→ **Work to complete**: Each entry must be printed again without a single change.

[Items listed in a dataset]

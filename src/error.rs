// ============================================================
// Error Types
// ============================================================
// One error enum for the whole library. The CLI layer wraps these
// in anyhow for context; the HTTP layer maps them to status codes.
//
//   NotFound            → a corpus or artifact file is missing
//   InvalidInput        → data that cannot be trained on / predicted
//   ServiceUnavailable  → predict called before a model was loaded
//   CorruptArtifact     → the artifact exists but cannot be used
//   Training            → the numeric backend failed

use std::path::PathBuf;

use thiserror::Error;

/// Top-level error type for classifier operations.
#[derive(Debug, Error)]
pub enum ClassifierError {
    /// A required file does not exist.
    #[error("{what} not found: {}", path.display())]
    NotFound { what: &'static str, path: PathBuf },

    /// Input data is unusable (label diversity, empty text, empty vocabulary).
    #[error("invalid input: {0}")]
    InvalidInput(String),

    /// No model is loaded in the serving process.
    #[error("{0}")]
    ServiceUnavailable(String),

    /// The persisted artifact is undecodable or inconsistent.
    #[error("corrupt artifact: {0}")]
    CorruptArtifact(String),

    /// The numeric backend failed while fitting.
    #[error("training failed: {0}")]
    Training(String),

    #[error("io error: {0}")]
    Io(#[from] std::io::Error),

    #[error("csv error: {0}")]
    Csv(#[from] csv::Error),

    #[error("json error: {0}")]
    Json(#[from] serde_json::Error),

    #[error("artifact encoding error: {0}")]
    Bincode(#[from] bincode::Error),
}

impl ClassifierError {
    /// Build a NotFound error for the given kind of file.
    pub fn not_found(what: &'static str, path: impl Into<PathBuf>) -> Self {
        Self::NotFound { what, path: path.into() }
    }

    pub fn is_not_found(&self) -> bool {
        matches!(self, Self::NotFound { .. })
    }
}

/// Result type for classifier operations.
pub type Result<T> = std::result::Result<T, ClassifierError>;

→ **Task output**:
filename src/error.rs
// ============================================================
// Error Types
// ============================================================
// One error enum for the whole library. The CLI layer wraps these
// in anyhow for context; the HTTP layer maps them to status codes.
//
//   NotFound            → a corpus or artifact file is missing
//   InvalidInput        → data that cannot be trained on / predicted
//   ServiceUnavailable  → predict called before a model was loaded
//   CorruptArtifact     → the artifact exists but cannot be used
//   Training            → the numeric backend failed

use std::path::PathBuf;

use thiserror::Error;

/// Top-level error type for classifier operations.
#[derive(Debug, Error)]
pub enum ClassifierError {
    /// A required file does not exist.
    #[error("{what} not found: {}", path.display())]
    NotFound { what: &'static str, path: PathBuf },

    /// Input data is unusable (label diversity, empty text, empty vocabulary).
    #[error("invalid input: {0}")]
    InvalidInput(String),

    /// No model is loaded in the serving process.
    #[error("{0}")]
    ServiceUnavailable(String),

    /// The persisted artifact is undecodable or inconsistent.
    #[error("corrupt artifact: {0}")]
    CorruptArtifact(String),

    /// The numeric backend failed while fitting.
    #[error("training failed: {0}")]
    Training(String),

    #[error("io error: {0}")]
    Io(#[from] std::io::Error),

    #[error("csv error: {0}")]
    Csv(#[from] csv::Error),

    #[error("json error: {0}")]
    Json(#[from] serde_json::Error),

    #[error("artifact encoding error: {0}")]
    Bincode(#[from] bincode::Error),
}

impl ClassifierError {
    /// Build a NotFound error for the given kind of file.
    pub fn not_found(what: &'static str, path: impl Into<PathBuf>) -> Self {
        Self::NotFound { what, path: path.into() }
    }

    pub fn is_not_found(&self) -> bool {
        matches!(self, Self::NotFound { .. })
    }
}

/// Result type for classifier operations.
pub type Result<T> = std::result::Result<T, ClassifierError>;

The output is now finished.